*Data supplied*
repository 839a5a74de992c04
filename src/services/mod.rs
pub mod identity;
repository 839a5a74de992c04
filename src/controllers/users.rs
use axum::{
    extract::{Path, State},
    response::IntoResponse,
    routing::{get, patch, post},
    Json, Router,
};
use chrono::{DateTime, Utc};
use serde::{Deserialize, Serialize};
use std::sync::Arc;
use tracing::{info, warn};

use super::{created, deleted, empty_as_none, patch_document, updated};
use crate::error::{AppError, AppResult};
use crate::middleware::{require_role, AdminUser, AuthUser, DocumentId, QueryParams, ValidatedJson};
use crate::models::{normalize_email, GoogleSignIn, NewUser, Role, RoleChange, User, UserPatch};
use crate::store::{to_document, Collection, DocumentStoreExt, Filter, Record, Update};
use crate::AppState;

pub fn routes() -> Router<Arc<AppState>> {
    Router::new()
        .route("/users", get(list_users).post(create_user))
        .route("/users/google", post(sign_in))
        .route("/users/me", get(current_user))
        .route("/users/member", get(list_members))
        .route("/users/reject-member/{email}", patch(change_member_role))
        // PATCH addresses a user by email, DELETE by id
        .route("/users/{user}", patch(update_user).delete(delete_user))
}

#[derive(Debug, Deserialize)]
struct UserQuery {
    #[serde(default, deserialize_with = "empty_as_none")]
    email: Option<String>,
    #[serde(default, deserialize_with = "empty_as_none")]
    name: Option<String>,
}

#[derive(Debug, Deserialize)]
struct MemberQuery {
    #[serde(default, deserialize_with = "empty_as_none")]
    search: Option<String>,
}

#[derive(Serialize)]
#[serde(rename_all = "camelCase")]
struct SignInStamp {
    last_sign_in: DateTime<Utc>,
}

// Written only when the sign-in creates the user
#[derive(Serialize)]
#[serde(rename_all = "camelCase")]
struct FirstSignIn {
    created_at: DateTime<Utc>,
    role: Role,
    #[serde(skip_serializing_if = "Option::is_none")]
    name: Option<String>,
    #[serde(skip_serializing_if = "Option::is_none")]
    image: Option<String>,
}

fn user_filter(query: UserQuery) -> Filter {
    match (query.name, query.email) {
        (Some(name), _) => Filter::contains("name", name),
        (None, Some(email)) => Filter::eq("email", normalize_email(&email)),
        (None, None) => Filter::All,
    }
}

fn member_filter(search: Option<String>) -> Filter {
    let members = Filter::eq("role", Role::Member.as_str());
    match search {
        Some(search) => members.and(Filter::contains("name", search)),
        None => members,
    }
}

// POST /users
async fn create_user(
    State(state): State<Arc<AppState>>,
    user: AuthUser,
    ValidatedJson(req): ValidatedJson<NewUser>,
) -> AppResult<impl IntoResponse> {
    let new_user = req.into_user(Utc::now());
    let outcome = state.store.insert_record(Collection::Users, &new_user).await?;

    info!("User {} created by {}", new_user.email, user.email);
    Ok(created(outcome))
}

// POST /users/google
async fn sign_in(
    State(state): State<Arc<AppState>>,
    user: AuthUser,
    ValidatedJson(req): ValidatedJson<GoogleSignIn>,
) -> AppResult<impl IntoResponse> {
    if !user.is(&req.email) {
        warn!("{} tried to sign in as {}", user.email, req.email);
        return Err(AppError::forbidden("Email does not match the signed-in account"));
    }

    let now = Utc::now();
    let update = Update::set(to_document(&SignInStamp { last_sign_in: now })?);
    let on_insert = to_document(&FirstSignIn {
        created_at: now,
        role: Role::User,
        name: req.name.or(user.name.clone()),
        image: req.image.or(user.picture.clone()),
    })?;

    let outcome = state
        .store
        .upsert_one(Collection::Users, &Filter::eq("email", user.email.as_str()), &update, on_insert)
        .await?;

    match outcome.upserted_id {
        Some(id) => info!("First sign-in of {}, user {} created", user.email, id),
        None => info!("{} signed in", user.email),
    }
    Ok(Json(outcome))
}

// GET /users/me
async fn current_user(
    State(state): State<Arc<AppState>>,
    user: AuthUser,
) -> AppResult<Json<Record<User>>> {
    let profile = User::find_by_email(state.store.as_ref(), &user.email)
        .await?
        .ok_or_else(|| AppError::not_found("User not found"))?;
    Ok(Json(profile))
}

// GET /users?email&name
async fn list_users(
    State(state): State<Arc<AppState>>,
    _admin: AdminUser,
    QueryParams(query): QueryParams<UserQuery>,
) -> AppResult<Json<Vec<Record<User>>>> {
    let users = state
        .store
        .find_records(Collection::Users, &user_filter(query))
        .await?;
    Ok(Json(users))
}

// GET /users/member?search
async fn list_members(
    State(state): State<Arc<AppState>>,
    _admin: AdminUser,
    QueryParams(query): QueryParams<MemberQuery>,
) -> AppResult<Json<Vec<Record<User>>>> {
    let members = state
        .store
        .find_records(Collection::Users, &member_filter(query.search))
        .await?;
    Ok(Json(members))
}

// PATCH /users/reject-member/{email}
async fn change_member_role(
    State(state): State<Arc<AppState>>,
    admin: AdminUser,
    Path(email): Path<String>,
    ValidatedJson(req): ValidatedJson<RoleChange>,
) -> AppResult<impl IntoResponse> {
    let email = normalize_email(&email);
    let mut update = Update::set(patch_document(&UserPatch {
        role: Some(req.role),
        ..Default::default()
    })?);
    if req.remove_member_at {
        update = update.with_unset("memberAt");
    }

    let outcome = state
        .store
        .update_one(Collection::Users, &Filter::eq("email", email.as_str()), &update)
        .await?;
    info!("{} set role of {} to {}", admin.user.email, email, req.role);
    updated(outcome, "User")
}

// PATCH /users/{email}
async fn update_user(
    State(state): State<Arc<AppState>>,
    user: AuthUser,
    Path(email): Path<String>,
    ValidatedJson(req): ValidatedJson<UserPatch>,
) -> AppResult<impl IntoResponse> {
    let email = normalize_email(&email);
    let set = patch_document(&req)?;

    // Users may edit their own name and picture; anything else takes an admin
    let self_service = user.is(&email) && req.role.is_none() && req.member_at.is_none();
    if !self_service {
        require_role(&state, &user, Role::Admin).await?;
    }

    let outcome = state
        .store
        .update_one(Collection::Users, &Filter::eq("email", email.as_str()), &Update::set(set))
        .await?;
    info!("User {} updated by {}", email, user.email);
    updated(outcome, "User")
}

// DELETE /users/{id}
async fn delete_user(
    State(state): State<Arc<AppState>>,
    admin: AdminUser,
    DocumentId(id): DocumentId,
) -> AppResult<impl IntoResponse> {
    let outcome = state
        .store
        .delete_one(Collection::Users, &Filter::Id(id))
        .await?;
    info!("User {} deleted by {}", id, admin.user.email);
    deleted(outcome, "User")
}
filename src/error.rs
use axum::{
    http::StatusCode,
    response::{IntoResponse, Response},
    Json,
};
use serde_json::json;

use crate::services::identity::IdentityError;
use crate::store::StoreError;

pub type AppResult<T> = Result<T, AppError>;

#[derive(Debug, thiserror::Error)]
pub enum AppError {
    #[error("{0}")]
    Unauthorized(&'static str),
    #[error("{0}")]
    Forbidden(String),
    #[error("{0}")]
    NotFound(String),
    #[error("{0}")]
    BadRequest(String),
    #[error("{0}")]
    Conflict(String),
    #[error("invalid request body: {0}")]
    Validation(#[from] validator::ValidationErrors),
    #[error("identity provider unavailable: {0}")]
    IdentityUnavailable(#[source] IdentityError),
    #[error(transparent)]
    Store(#[from] StoreError),
}

impl AppError {
    pub fn forbidden(message: impl Into<String>) -> Self {
        AppError::Forbidden(message.into())
    }

    pub fn not_found(message: impl Into<String>) -> Self {
        AppError::NotFound(message.into())
    }

    pub fn bad_request(message: impl Into<String>) -> Self {
        AppError::BadRequest(message.into())
    }

    pub fn status(&self) -> StatusCode {
        match self {
            AppError::Unauthorized(_) => StatusCode::UNAUTHORIZED,
            AppError::Forbidden(_) => StatusCode::FORBIDDEN,
            AppError::NotFound(_) => StatusCode::NOT_FOUND,
            AppError::BadRequest(_) | AppError::Validation(_) => StatusCode::BAD_REQUEST,
            AppError::Conflict(_) | AppError::Store(StoreError::Duplicate(_)) => StatusCode::CONFLICT,
            AppError::IdentityUnavailable(_) => StatusCode::SERVICE_UNAVAILABLE,
            AppError::Store(StoreError::Database(
                sqlx::Error::PoolTimedOut | sqlx::Error::PoolClosed | sqlx::Error::Io(_),
            )) => StatusCode::SERVICE_UNAVAILABLE,
            AppError::Store(_) => StatusCode::INTERNAL_SERVER_ERROR,
        }
    }

    // Store and provider details stay in the logs
    fn public_message(&self) -> String {
        match self {
            AppError::Store(StoreError::Duplicate(_)) => "Document already exists".to_string(),
            AppError::Store(_) if self.status() == StatusCode::SERVICE_UNAVAILABLE => {
                "Database temporarily unavailable".to_string()
            }
            AppError::Store(_) => "Internal server error".to_string(),
            AppError::IdentityUnavailable(_) => "Identity provider temporarily unavailable".to_string(),
            other => other.to_string(),
        }
    }
}

impl From<IdentityError> for AppError {
    fn from(err: IdentityError) -> Self {
        if err.is_unavailable() {
            AppError::IdentityUnavailable(err)
        } else {
            tracing::debug!("Rejected bearer token: {}", err);
            AppError::Unauthorized("Unauthorized access")
        }
    }
}

impl IntoResponse for AppError {
    fn into_response(self) -> Response {
        let status = self.status();
        if status.is_server_error() {
            tracing::error!("Request failed with {}: {:?}", status, self);
        }
        let body = Json(json!({
            "success": false,
            "error": self.public_message(),
        }));
        (status, body).into_response()
    }
}
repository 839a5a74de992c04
use axum::{
    extract::State,
    response::IntoResponse,
    routing::get,
    Json, Router,
};
use std::sync::Arc;
use tracing::info;

use super::{created, deleted, patch_document, updated};
use crate::error::{AppError, AppResult};
use crate::middleware::{AdminUser, DocumentId, ValidatedJson};
use crate::models::{Court, CourtPatch};
use crate::store::{Collection, DocumentStoreExt, Filter, Record, Update};
use crate::AppState;

pub fn routes() -> Router<Arc<AppState>> {
    Router::new()
        .route("/courts", get(list_courts).post(create_court))
        .route(
            "/courts/{id}",
            get(get_court).patch(update_court).delete(delete_court),
        )
}

// GET /courts
async fn list_courts(State(state): State<Arc<AppState>>) -> AppResult<Json<Vec<Record<Court>>>> {
    let courts = state.store.find_records(Collection::Courts, &Filter::All).await?;
    Ok(Json(courts))
}

// GET /courts/{id}
async fn get_court(
    State(state): State<Arc<AppState>>,
    DocumentId(id): DocumentId,
) -> AppResult<Json<Record<Court>>> {
    let court = state
        .store
        .find_record::<Court>(Collection::Courts, &Filter::Id(id))
        .await?
        .ok_or_else(|| AppError::not_found("Court not found"))?;
    Ok(Json(court))
}

// POST /courts
async fn create_court(
    State(state): State<Arc<AppState>>,
    admin: AdminUser,
    ValidatedJson(court): ValidatedJson<Court>,
) -> AppResult<impl IntoResponse> {
    let outcome = state.store.insert_record(Collection::Courts, &court).await?;
    info!("Court {} ({}) added by {}", court.name, outcome.inserted_id, admin.user.email);
    Ok(created(outcome))
}

// PATCH /courts/{id}
async fn update_court(
    State(state): State<Arc<AppState>>,
    admin: AdminUser,
    DocumentId(id): DocumentId,
    ValidatedJson(req): ValidatedJson<CourtPatch>,
) -> AppResult<impl IntoResponse> {
    let set = patch_document(&req)?;
    let outcome = state
        .store
        .update_one(Collection::Courts, &Filter::Id(id), &Update::set(set))
        .await?;
    info!("Court {} updated by {}", id, admin.user.email);
    updated(outcome, "Court")
}

// DELETE /courts/{id}
async fn delete_court(
    State(state): State<Arc<AppState>>,
    admin: AdminUser,
    DocumentId(id): DocumentId,
) -> AppResult<impl IntoResponse> {
    let outcome = state
        .store
        .delete_one(Collection::Courts, &Filter::Id(id))
        .await?;
    info!("Court {} deleted by {}", id, admin.user.email);
    deleted(outcome, "Court")
}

*Exercise goal*
In how many lines of the records does the word "filename" appear? Answer with the number only.

*Response to this task*
3